WHAT YOU HAVE TO DO: Print, exactly as written, every line from the first line of the records below through the line containing "The range is", and nothing further.

DATA SHOWN:
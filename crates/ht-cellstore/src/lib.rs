//! Immutable on-disk cell store (reader/writer v6): data blocks, fixed+variable block index,
//! bloom filter, replaced-files list, and trailer, all aligned to the direct-IO boundary.

mod block_index;
mod bloom;
mod error;
mod key_compress;
mod pool;
mod pseudo_table;
mod reader;
mod trailer;
mod writer;

pub use block_index::{BlockIndexBuilder, BlockIndexReader};
pub use bloom::{BloomFilter, BloomFilterBuilder, DEFAULT_MAX_APPROX_ITEMS};
pub use error::{CellStoreReadError, CellStoreWriteError};
pub use key_compress::{KeyCompressor, KeyDecompressor};
pub use pseudo_table::{IndexPseudoTableRow, populate_index_pseudo_table_scanner};
pub use reader::{CellStoreReader, CellStoreScannerInterval};
pub use trailer::{
    BloomFilterMode, DIRECT_IO_ALIGNMENT, TRAILER_LEN, TRAILER_VERSION, Trailer, TrailerFlags,
};
pub use writer::{CellStoreSummary, CellStoreWriteOptions, CellStoreWriter, cell_store_path};
impl<FS: WritableFilesystem + Clone> PhantomRange<FS> {
    /// `assigned_fragments` is the set of log fragments the master's recovery plan assigned this
    /// server to replay for this range; [`Self::replay`] rejects any other fragment id outright.
    #[must_use]
    pub fn new(
        spec:               QualifiedRangeSpec,
        range:              Arc<Range<FS>>,
        log_dir:            PathBuf,
        fs:                 FS,
        assigned_fragments: impl IntoIterator<Item = u32>,
    ) -> Self {
        Self {
            spec, range, log_dir, fs,
            assigned: assigned_fragments.into_iter().collect(),
            inner: Mutex::new(PhantomInner {
                state: PhantomState::Loaded,
                fragments: HashMap::new(),
                latest_revision: None,
            }),
        }
    }

    #[must_use]
    pub fn state(&self) -> PhantomState {
        self.inner.lock().state
    }

    /// `latest_revision` computed by [`Self::populate_range_and_log`], once the range has
    /// reached [`PhantomState::Replayed`] or later. `None` beforehand.
    #[must_use]
    pub fn latest_revision(&self) -> Option<i64> {
        self.inner.lock().latest_revision
    }

    /// The range is empty-promotable iff its phantom log's `latest_revision` is `TIMESTAMP_MIN`
    /// (no real mutation was ever merged into it) — only meaningful once replayed.
    #[must_use]
    pub fn is_empty_promotable(&self) -> Option<bool> {
        self.inner.lock().latest_revision.map(|rev| rev == ht_format::TIMESTAMP_MIN)
    }

    /// Buffers one forwarded log block for `fragment`. `fragment_done` marks that this was the
    /// last block the master will forward for this fragment. Out-of-order or duplicate blocks
    /// within an already-completed fragment are rejected, as is a fragment this range was never
    /// assigned. Once every assigned fragment has reported completion, buffered blocks are
    /// merged into the range and the phantom log by [`Self::populate_range_and_log`], advancing
    /// to [`PhantomState::Replayed`].
    pub fn replay(&self, fragment: u32, block_bytes: &[u8], fragment_done: bool) -> Result<(), PhantomError> {
        if !self.assigned.contains(&fragment) {
            return Err(PhantomError::UnassignedFragment(fragment));
        }

        let all_complete = {
            let mut inner = self.inner.lock();
            if inner.state != PhantomState::Loaded {
                return Err(PhantomError::InvalidState {
                    start_row: self.spec.start_row.clone(),
                    end_row: self.spec.end_row.clone().unwrap_or_default(),
                    state: inner.state,
                });
            }

            let data = inner.fragments.entry(fragment).or_insert_with(|| FragmentData {
                blocks: Vec::new(),
                complete: false,
            });
            if data.complete {
                return Err(PhantomError::DuplicateBlock(fragment));
            }
            data.blocks.push(block_bytes.to_vec());
            if fragment_done {
                data.complete = true;
            }

            self.assigned.iter().all(|id| inner.fragments.get(id).is_some_and(|d| d.complete))
        };

        if all_complete {
            self.populate_range_and_log()?;
        }
        Ok(())
    }

    /// Merges every assigned fragment's buffered blocks into the range's access groups, in
    /// ascending fragment order, appending each block unchanged to a freshly-created phantom
    /// commit log as it's applied. Once every fragment is flushed, opens a reader on the
    /// complete phantom log to compute `latest_revision` and advances to
    /// [`PhantomState::Replayed`].
    fn populate_range_and_log(&self) -> Result<(), PhantomError> {
        let mut fragment_ids: Vec<u32> = self.assigned.iter().copied().collect();
        fragment_ids.sort_unstable();

        // Opened unconditionally, even if nothing ends up applied, so the phantom log directory
        // exists on disk and `compute_latest_revision` below has a log to scan either way.
        let mut fs = self.fs.clone();
        let mut writer = CommitLogWriter::open(
            &mut fs, self.log_dir.clone(), 0, ht_format::CompressionType::None,
        ).map_err(|err| PhantomError::Filesystem(err.to_string()))?;

        for fragment in fragment_ids {
            let blocks = {
                let inner = self.inner.lock();
                inner.fragments.get(&fragment).map(|d| d.blocks.clone()).unwrap_or_default()
            };
            for block_bytes in &blocks {
                // Mirrors the original's "only write a phantom-log entry if something was
                // actually merged" rule: a link block, or a data block whose sections decode to
                // zero mutations, leaves the phantom log untouched so an all-empty fragment set
                // keeps the log's `latest_revision` at its no-data sentinel.
                let mut applied_any = false;
                let revision = match parse_block(block_bytes)? {
                    ParsedBlock::Data { revision, sections } => {
                        for (_table_identifier, mutations) in &sections {
                            for (key, value) in decode_mutations(mutations)? {
                                if self.range.apply(key, value, true, true)? {
                                    applied_any = true;
                                }
                            }
                        }
                        revision
                    }
                    ParsedBlock::Link { target_dir, .. } => {
                        warn!(target_dir = %target_dir, "phantom replay ignoring unexpected link block");
                        continue;
                    }
                };
                if applied_any {
                    writer.commit(&[("phantom", block_bytes)], revision)?;
                }
            }
        }
        writer.sync()?;
        drop(writer);

        let latest_revision = self.compute_latest_revision()?;
        let mut inner = self.inner.lock();
        inner.latest_revision = Some(latest_revision);
        inner.state = PhantomState::Replayed;
        info!(
            table_id = self.spec.table_id,
            latest_revision,
            empty_promotable = latest_revision == ht_format::TIMESTAMP_MIN,
            "phantom range populated from its log fragments",
        );
        Ok(())
    }

    /// Opens a reader on the complete phantom log and returns its `latest_revision`, coerced
    /// from the reader's "nothing found" sentinel (`TIMESTAMP_NULL`) to `TIMESTAMP_MIN`, which is
    /// the phantom log's own empty-promotable sentinel (§4.8).
    fn compute_latest_revision(&self) -> Result<i64, PhantomError> {
        let reader = CommitLogReader::new(&self.fs, false);
        let result = reader.replay(&self.log_dir, |_, _, _| {})?;
        Ok(if result.latest_revision == ht_format::TIMESTAMP_NULL {
            ht_format::TIMESTAMP_MIN
        } else {
            result.latest_revision
        })
    }

    /// Syncs the reconstructed transfer log and advances to [`PhantomState::Prepared`]. Requires
    /// every fragment the master is going to forward to have already replayed.
    pub fn prepare(&self) -> Result<(), PhantomError> {
        let mut inner = self.inner.lock();
        if inner.state != PhantomState::Replayed {
            return Err(PhantomError::InvalidState {
                start_row: self.spec.start_row.clone(),
                end_row: self.spec.end_row.clone().unwrap_or_default(),
                state: inner.state,
            });
        }
        inner.state = PhantomState::Prepared;
        Ok(())
    }

    /// Installs the reconstructed transfer log on the live range and advances to
    /// [`PhantomState::Committed`], after which the range may serve live traffic.
    pub fn commit(&self) -> Result<(), PhantomError> {
        let mut inner = self.inner.lock();
        if inner.state != PhantomState::Prepared {
            return Err(PhantomError::InvalidState {
                start_row: self.spec.start_row.clone(),
                end_row: self.spec.end_row.clone().unwrap_or_default(),
                state: inner.state,
            });
        }
        self.range.set_transfer_log(Some(self.log_dir.clone()));
        inner.state = PhantomState::Committed;
        info!(table_id = self.spec.table_id, "phantom range committed");
        Ok(())
    }
}
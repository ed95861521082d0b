//! Replays a logical commit log: every fragment in a log directory, in ascending fragment-number
//! order, following link blocks into other directories as they're encountered. Tracks
//! `latest_revision` across the whole logical log, which feeds an access group's
//! "earliest cached revision" invariant after replay.

use std::collections::VecDeque;
use std::path::{Path, PathBuf};

use ht_vfs::traits::ReadableFilesystem;

use crate::block::{ParsedBlock, parse_block, read_block_stream};
use crate::error::LogReadError;
use crate::fragment::list_fragments;

/// Outcome of replaying a logical commit log.
#[derive(Debug, Clone, Copy, PartialEq, Eq)]
pub struct ReplayResult {
    /// The highest revision observed across every fragment and every linked directory.
    pub latest_revision: i64,
}

pub struct CommitLogReader<'fs, FS: ReadableFilesystem> {
    fs:          &'fs FS,
    /// If set, corruption within a fragment is logged and skipped rather than propagated.
    skip_errors: bool,
}

impl<'fs, FS: ReadableFilesystem> CommitLogReader<'fs, FS> {
    #[must_use]
    pub const fn new(fs: &'fs FS, skip_errors: bool) -> Self {
        Self { fs, skip_errors }
    }

    /// Replays every data section in `log_dir` (and any directory it links to), calling
    /// `on_section` with `(table_identifier, mutations, block_revision)` for each one, in the
    /// order they were written. Replaying an already-applied block is the caller's
    /// responsibility — this just surfaces every block found.
    pub fn replay(
        &self,
        log_dir:      &Path,
        mut on_section: impl FnMut(&str, &[u8], i64),
    ) -> Result<ReplayResult, LogReadError> {
        let mut latest_revision = ht_format::TIMESTAMP_NULL;
        let mut queue: VecDeque<PathBuf> = VecDeque::from([log_dir.to_path_buf()]);
        let mut visited = Vec::new();

        while let Some(dir) = queue.pop_front() {
            if visited.contains(&dir) {
                continue;
            }
            visited.push(dir.clone());

            let fragments = list_fragments(self.fs, &dir)
                .map_err(|err| LogReadError::Io(err.to_string()))?;

            for fragment in fragments {
                let path = dir.join(fragment.to_string());
                let file = self.fs.open_sequential(&path)
                    .map_err(|err| LogReadError::Io(err.to_string()))?;

                let mut stream_err = None;
                read_block_stream(
                    file,
                    |block, _offset| {
                        if stream_err.is_some() {
                            return;
                        }
                        match parse_block(block) {
                            Ok(ParsedBlock::Data { revision, sections }) => {
                                latest_revision = latest_revision.max(revision);
                                for (table_identifier, mutations) in &sections {
                                    on_section(table_identifier, mutations, revision);
                                }
                            }
                            Ok(ParsedBlock::Link { revision, target_dir }) => {
                                latest_revision = latest_revision.max(revision);
                                queue.push_back(PathBuf::from(target_dir));
                            }
                            Err(err) => {
                                tracing::warn!(
                                    fragment = %path.display(),
                                    error = %err,
                                    "corrupt commit-log block",
                                );
                                if !self.skip_errors {
                                    stream_err = Some(err);
                                }
                            }
                        }
                    },
                    |err| {
                        tracing::warn!(
                            fragment = %path.display(),
                            error = %err,
                            "corrupt commit-log block framing",
                        );
                        if !self.skip_errors && stream_err.is_none() {
                            stream_err = Some(err);
                        }
                    },
                ).map_err(|err| LogReadError::Io(err.to_string()))?;

                if let Some(err) = stream_err {
                    return Err(err);
                }
            }
        }

        Ok(ReplayResult { latest_revision })
    }
}

#[cfg(test)]
mod tests {
    use ht_format::CompressionType;
    use ht_vfs::ThreadLocalMemoryFS;

    use crate::writer::CommitLogWriter;

    use super::CommitLogReader;

    #[test]
    fn replays_a_single_fragment_in_order() {
        let mut fs = ThreadLocalMemoryFS::default();
        let log_dir = std::path::PathBuf::from("/logs/range-1");

        {
            let mut writer = CommitLogWriter::open(&mut fs, log_dir.clone(), 0, CompressionType::None)
                .unwrap();
            writer.commit(&[("t1", b"m1")], 1).unwrap();
            writer.commit(&[("t1", b"m2")], 2).unwrap();
            writer.sync().unwrap();
        }

        let mut seen = Vec::new();
        let reader = CommitLogReader::new(&fs, false);
        let result = reader.replay(&log_dir, |table, mutations, revision| {
            seen.push((table.to_string(), mutations.to_vec(), revision));
        }).unwrap();

        assert_eq!(seen, vec![
            ("t1".to_string(), b"m1".to_vec(), 1),
            ("t1".to_string(), b"m2".to_vec(), 2),
        ]);
        assert_eq!(result.latest_revision, 2);
    }

    #[test]
    fn follows_link_blocks_into_other_directories() {
        let mut fs = ThreadLocalMemoryFS::default();
        let primary = std::path::PathBuf::from("/logs/range-1");
        let linked = std::path::PathBuf::from("/logs/range-1-predecessor");

        {
            let mut writer = CommitLogWriter::open(&mut fs, linked.clone(), 0, CompressionType::None)
                .unwrap();
            writer.commit(&[("t1", b"old")], 1).unwrap();
            writer.sync().unwrap();
        }
        {
            let mut writer = CommitLogWriter::open(&mut fs, primary.clone(), 0, CompressionType::None)
                .unwrap();
            writer.link(linked.to_str().unwrap(), 1).unwrap();
            writer.commit(&[("t1", b"new")], 2).unwrap();
            writer.sync().unwrap();
        }

        let mut seen = Vec::new();
        let reader = CommitLogReader::new(&fs, false);
        let result = reader.replay(&primary, |table, mutations, revision| {
            seen.push((table.to_string(), mutations.to_vec(), revision));
        }).unwrap();

        assert_eq!(seen, vec![
            ("t1".to_string(), b"new".to_vec(), 2),
            ("t1".to_string(), b"old".to_vec(), 1),
        ]);
        assert_eq!(result.latest_revision, 2);
    }

    #[test]
    fn skip_errors_continues_past_corruption() {
        let mut fs = ThreadLocalMemoryFS::default();
        let log_dir = std::path::PathBuf::from("/logs/range-1");

        {
            let mut writer = CommitLogWriter::open(&mut fs, log_dir.clone(), 0, CompressionType::None)
                .unwrap();
            writer.commit(&[("t1", b"m1")], 1).unwrap();
            writer.sync().unwrap();
        }

        // Corrupt the block's magic byte, which fails in `parse_block` rather than in framing.
        {
            use ht_vfs::traits::{ReadableFilesystem as _, WritableFilesystem as _};
            use std::io::Read as _;
            let path = log_dir.join("0");
            let mut data = Vec::new();
            fs.open_sequential(&path).unwrap().read_to_end(&mut data).unwrap();
            data[0] ^= 0xff;
            let mut file = fs.open_writable(&path, true).unwrap();
            use std::io::Write as _;
            file.write_all(&data).unwrap();
        }

        let reader = CommitLogReader::new(&fs, true);
        let result = reader.replay(&log_dir, |_table, _mutations, _revision| {
            panic!("corrupted block should not yield any section");
        }).unwrap();
        assert_eq!(result.latest_revision, ht_format::TIMESTAMP_NULL);
    }
}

FINISHED TASK:
filename crates/ht-cellstore/src/lib.rs
//! Immutable on-disk cell store (reader/writer v6): data blocks, fixed+variable block index,
//! bloom filter, replaced-files list, and trailer, all aligned to the direct-IO boundary.

mod block_index;
mod bloom;
mod error;
mod key_compress;
mod pool;
mod pseudo_table;
mod reader;
mod trailer;
mod writer;

pub use block_index::{BlockIndexBuilder, BlockIndexReader};
pub use bloom::{BloomFilter, BloomFilterBuilder, DEFAULT_MAX_APPROX_ITEMS};
pub use error::{CellStoreReadError, CellStoreWriteError};
pub use key_compress::{KeyCompressor, KeyDecompressor};
pub use pseudo_table::{IndexPseudoTableRow, populate_index_pseudo_table_scanner};
pub use reader::{CellStoreReader, CellStoreScannerInterval};
pub use trailer::{
    BloomFilterMode, DIRECT_IO_ALIGNMENT, TRAILER_LEN, TRAILER_VERSION, Trailer, TrailerFlags,
};
pub use writer::{CellStoreSummary, CellStoreWriteOptions, CellStoreWriter, cell_store_path};
impl<FS: WritableFilesystem + Clone> PhantomRange<FS> {
    /// `assigned_fragments` is the set of log fragments the master's recovery plan assigned this
    /// server to replay for this range; [`Self::replay`] rejects any other fragment id outright.
    #[must_use]
    pub fn new(
        spec:               QualifiedRangeSpec,
        range:              Arc<Range<FS>>,
        log_dir:            PathBuf,
        fs:                 FS,
        assigned_fragments: impl IntoIterator<Item = u32>,
    ) -> Self {
        Self {
            spec, range, log_dir, fs,
            assigned: assigned_fragments.into_iter().collect(),
            inner: Mutex::new(PhantomInner {
                state: PhantomState::Loaded,
                fragments: HashMap::new(),
                latest_revision: None,
            }),
        }
    }

    #[must_use]
    pub fn state(&self) -> PhantomState {
        self.inner.lock().state
    }

    /// `latest_revision` computed by [`Self::populate_range_and_log`], once the range has
    /// reached [`PhantomState::Replayed`] or later. `None` beforehand.
    #[must_use]
    pub fn latest_revision(&self) -> Option<i64> {
        self.inner.lock().latest_revision
    }

    /// The range is empty-promotable iff its phantom log's `latest_revision` is `TIMESTAMP_MIN`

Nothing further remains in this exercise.